# TASK DETAILS
Among the entries that follow, find the lines containing the string "Duration" and copy them.

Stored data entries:
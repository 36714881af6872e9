/*
[INPUT]:  YAML configuration file
[OUTPUT]: Parsed monitor configuration (endpoints, wallet, stream tuning, triggers)
[POS]:    Configuration layer - startup settings
[UPDATE]: When adding new configuration options
*/

use std::path::{Path, PathBuf};
use std::time::Duration;

use anyhow::{Context, bail, ensure};
use serde::{Deserialize, Serialize};
use url::Url;

use crate::stream::{BackoffConfig, DEFAULT_HISTORY_LIMIT, SessionConfig};

/// Top-level configuration for the signal monitor
#[derive(Debug, Clone, Deserialize, Serialize)]
pub struct MonitorConfig {
    pub server: ServerConfig,
    #[serde(default)]
    pub wallet: WalletConfig,
    /// Where the verified wallet session is persisted between runs
    #[serde(default)]
    pub session_file: Option<PathBuf>,
    #[serde(default)]
    pub stream: StreamSettings,
    #[serde(default)]
    pub triggers: TriggerSettings,
}

/// Signal engine endpoints
#[derive(Debug, Clone, Deserialize, Serialize)]
pub struct ServerConfig {
    /// WebSocket URL of the live stream (e.g. "ws://localhost:8765")
    pub ws_url: String,
    /// Base URL of the auth API (e.g. "http://localhost:8766")
    pub auth_url: String,
}

#[derive(Debug, Clone, Deserialize, Serialize)]
pub struct WalletConfig {
    /// Expected wallet address; login is refused if the key derives another one
    #[serde(default)]
    pub address: Option<String>,
    /// Environment variable holding the hex private key
    #[serde(default = "default_private_key_env")]
    pub private_key_env: String,
}

impl Default for WalletConfig {
    fn default() -> Self {
        Self {
            address: None,
            private_key_env: default_private_key_env(),
        }
    }
}

#[derive(Debug, Clone, PartialEq, Deserialize, Serialize)]
#[serde(default)]
pub struct StreamSettings {
    pub connect_timeout_ms: u64,
    pub heartbeat_interval_ms: u64,
    pub force_reconnect_grace_ms: u64,
    pub history_limit: usize,
    pub backoff: BackoffConfig,
}

impl Default for StreamSettings {
    fn default() -> Self {
        Self {
            connect_timeout_ms: 10_000,
            heartbeat_interval_ms: 25_000,
            force_reconnect_grace_ms: 100,
            history_limit: DEFAULT_HISTORY_LIMIT,
            backoff: BackoffConfig::default(),
        }
    }
}

impl StreamSettings {
    pub fn session_config(&self) -> SessionConfig {
        SessionConfig {
            connect_timeout: Duration::from_millis(self.connect_timeout_ms),
            heartbeat_interval: Duration::from_millis(self.heartbeat_interval_ms),
            force_reconnect_grace: Duration::from_millis(self.force_reconnect_grace_ms),
            history_limit: self.history_limit,
            backoff: self.backoff.clone(),
        }
    }
}

/// Recovery trigger sources; 0 disables a source
#[derive(Debug, Clone, PartialEq, Deserialize, Serialize)]
#[serde(default)]
pub struct TriggerSettings {
    pub connectivity_probe_secs: u64,
    pub suspend_check_secs: u64,
}

impl Default for TriggerSettings {
    fn default() -> Self {
        Self {
            connectivity_probe_secs: 5,
            suspend_check_secs: 5,
        }
    }
}

impl MonitorConfig {
    /// Load and validate configuration from a YAML file
    pub fn from_file(path: impl AsRef<Path>) -> anyhow::Result<Self> {
        let path = path.as_ref();
        let content = std::fs::read_to_string(path)
            .with_context(|| format!("read config {}", path.display()))?;
        Self::from_yaml(&content).with_context(|| format!("parse config {}", path.display()))
    }

    pub fn from_yaml(content: &str) -> anyhow::Result<Self> {
        let config: Self = serde_yaml::from_str(content)?;
        config.validate()?;
        Ok(config)
    }

    pub fn validate(&self) -> anyhow::Result<()> {
        let ws_url = Url::parse(&self.server.ws_url).context("server.ws_url")?;
        if !matches!(ws_url.scheme(), "ws" | "wss") {
            bail!("server.ws_url must use ws:// or wss://, got {}", ws_url.scheme());
        }
        let auth_url = Url::parse(&self.server.auth_url).context("server.auth_url")?;
        if !matches!(auth_url.scheme(), "http" | "https") {
            bail!("server.auth_url must use http:// or https://, got {}", auth_url.scheme());
        }

        ensure!(
            !self.wallet.private_key_env.trim().is_empty(),
            "wallet.private_key_env must not be empty"
        );
        if let Some(address) = &self.wallet.address {
            gestalt_signal_adapter::auth::normalize_address(address)
                .map_err(|err| anyhow::anyhow!("wallet.address: {err}"))?;
        }

        let stream = &self.stream;
        ensure!(stream.connect_timeout_ms > 0, "stream.connect_timeout_ms must be > 0");
        ensure!(stream.heartbeat_interval_ms > 0, "stream.heartbeat_interval_ms must be > 0");
        ensure!(stream.history_limit > 0, "stream.history_limit must be > 0");

        let backoff = &stream.backoff;
        ensure!(backoff.base_delay_ms > 0, "stream.backoff.base_delay_ms must be > 0");
        ensure!(
            backoff.growth.is_finite() && backoff.growth >= 1.0,
            "stream.backoff.growth must be >= 1.0"
        );
        ensure!(
            backoff.max_delay_ms >= backoff.base_delay_ms,
            "stream.backoff.max_delay_ms must be >= base_delay_ms"
        );
        Ok(())
    }

    /// Session file path, defaulting to the platform data directory
    pub fn session_path(&self) -> PathBuf {
        self.session_file.clone().unwrap_or_else(|| {
            dirs::data_local_dir()
                .unwrap_or_else(|| PathBuf::from("."))
                .join("gestalt-signal-monitor")
                .join("session.json")
        })
    }
}

fn default_private_key_env() -> String {
    "GESTALT_WALLET_KEY".to_string()
}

# EXERCISE SOLUTION
use std::time::Duration;
            connect_timeout: Duration::from_millis(self.connect_timeout_ms),
            heartbeat_interval: Duration::from_millis(self.heartbeat_interval_ms),
            force_reconnect_grace: Duration::from_millis(self.force_reconnect_grace_ms),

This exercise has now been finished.